Notre système institutionnel est ainsi fait qu'un groupe parlementaire peut obtenir la majorité absolue des sièges en réunissant à peine 30 % des voix. En revanche, comme l'a dit notre rapporteur, le mouvement auquel j'appartiens a obtenu 11 % des voix mais moins de 3 % des sièges. Les majorités hégémoniques nuisent au débat parlementaire. Elles abaissent le Parlement, puisque le Gouvernement ne doit composer avec personne : le groupe majoritaire obéit, et l'Assemblée nationale se transforme en chambre d'enregistrement. L'inversion du calendrier électoral a achevé de subordonner l'Assemblée nationale au pouvoir exécutif. Un tel abaissement est dangereux pour la démocratie, puisque notre contre-pouvoir ne peut plus s'exercer – et comme il n'y en a quasiment pas d'autre dans notre pays, le monarque républicain règne en maître absolu, sinon de droit, du moins de fait.

En conséquence, personne ne croit plus vraiment que les élections législatives changent quelque chose. Plus grand monde ne sait à quoi sert, au juste, un député. Aussi, pourquoi se déplacer pour l'élire ? Le débat est asphyxié par l'injonction de donner une majorité au président tout juste élu. Les électeurs boudent les urnes : on tombe dans des abîmes d'abstention. La légitimité des élus est entamée d'autant. Moins de légitimité, moins de contre-pouvoirs : tout cela arrange fortement le Gouvernement.

Vous n'avez de cesse de vouloir lutter contre l'abstention. Le groupe La France insoumise vous donne une excellente occasion de le faire, en conférant au peuple le pouvoir de décider. Le scrutin proportionnel permettra d'avoir à l'Assemblée nationale une représentation plus fidèle du peuple politique, notre souverain ; cela forcera le Gouvernement à débattre, à convaincre, puisque les propositions qui ne reçoivent pas l'approbation du peuple pourront être rejetées par ses représentants. Notre République est malade de l'éloignement du peuple des décisions qui le concernent. La pratique du pouvoir donne à voir les caractéristiques d'une république bananière qui nous font honte.

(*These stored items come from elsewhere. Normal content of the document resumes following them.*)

//! Error types for fealog-core.

use crate::types::SourceFormat;
use thiserror::Error;

/// A configured pattern that cannot be used.
#[derive(Debug, Error)]
pub enum PatternError {
    #[error("invalid {name} pattern: {source}")]
    Invalid {
        name: &'static str,
        #[source]
        source: regex::Error,
    },

    #[error("{name} pattern is missing the named group `{group}`")]
    MissingGroup {
        name: &'static str,
        group: &'static str,
    },
}

/// Configuration that compiles but cannot drive a run. Always fatal.
#[derive(Debug, Error)]
pub enum ConfigError {
    #[error(transparent)]
    Pattern(#[from] PatternError),

    #[error("level_aliases entry {index} has an empty level name")]
    EmptyLevel { index: usize },
}

/// Why a single logical record was skipped.
#[derive(Debug, Error)]
pub enum RecordError {
    #[error("no JSON payload found in central logger record")]
    MissingPayload,

    #[error("malformed central logger payload: {0}")]
    MalformedPayload(#[from] serde_json::Error),

    #[error("central logger payload has an empty category")]
    EmptyCategory,

    #[error("record does not match the {0} boundary pattern")]
    PatternMismatch(SourceFormat),

    #[error("unparseable timestamp {0:?}")]
    BadTimestamp(String),
}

Pour permettre le gouvernement du peuple, par le peuple, pour le peuple, et tenir la promesse démocratique, la proportionnelle intégrale ne suffira évidemment pas, car l'équilibre de nos institutions a été rompu. Il faut refonder le peuple politique par la convocation d'une assemblée constituante. Seule la conclusion d'un nouveau contrat social sera à même de ramener véritablement aux urnes le peuple souverain. Sans cela, nous en sommes réduits à proposer d'améliorer des institutions mourantes et sclérosées. Depuis trois ans, le Président de la République contourne le Parlement par le recours aux ordonnances. Cela concerne près de 51 % des textes : jamais nous n'avions connu cela depuis la guerre d'Algérie, a déclaré Gérard Larcher. À lui aussi, je donne raison. C'est un signe qui ne trompe pas. La Ve République est venue de la guerre d'Algérie ; elle finira là où elle a commencé. Le contournement du Parlement par l'exécutif ne peut pas durer. Nous devons reprendre en main la dignité démocratique, en commençant par restaurer un Parlement digne de ce nom grâce à la proportionnelle intégrale. Ensuite, il faudra commencer à écrire une nouvelle Constitution pour une VIe République.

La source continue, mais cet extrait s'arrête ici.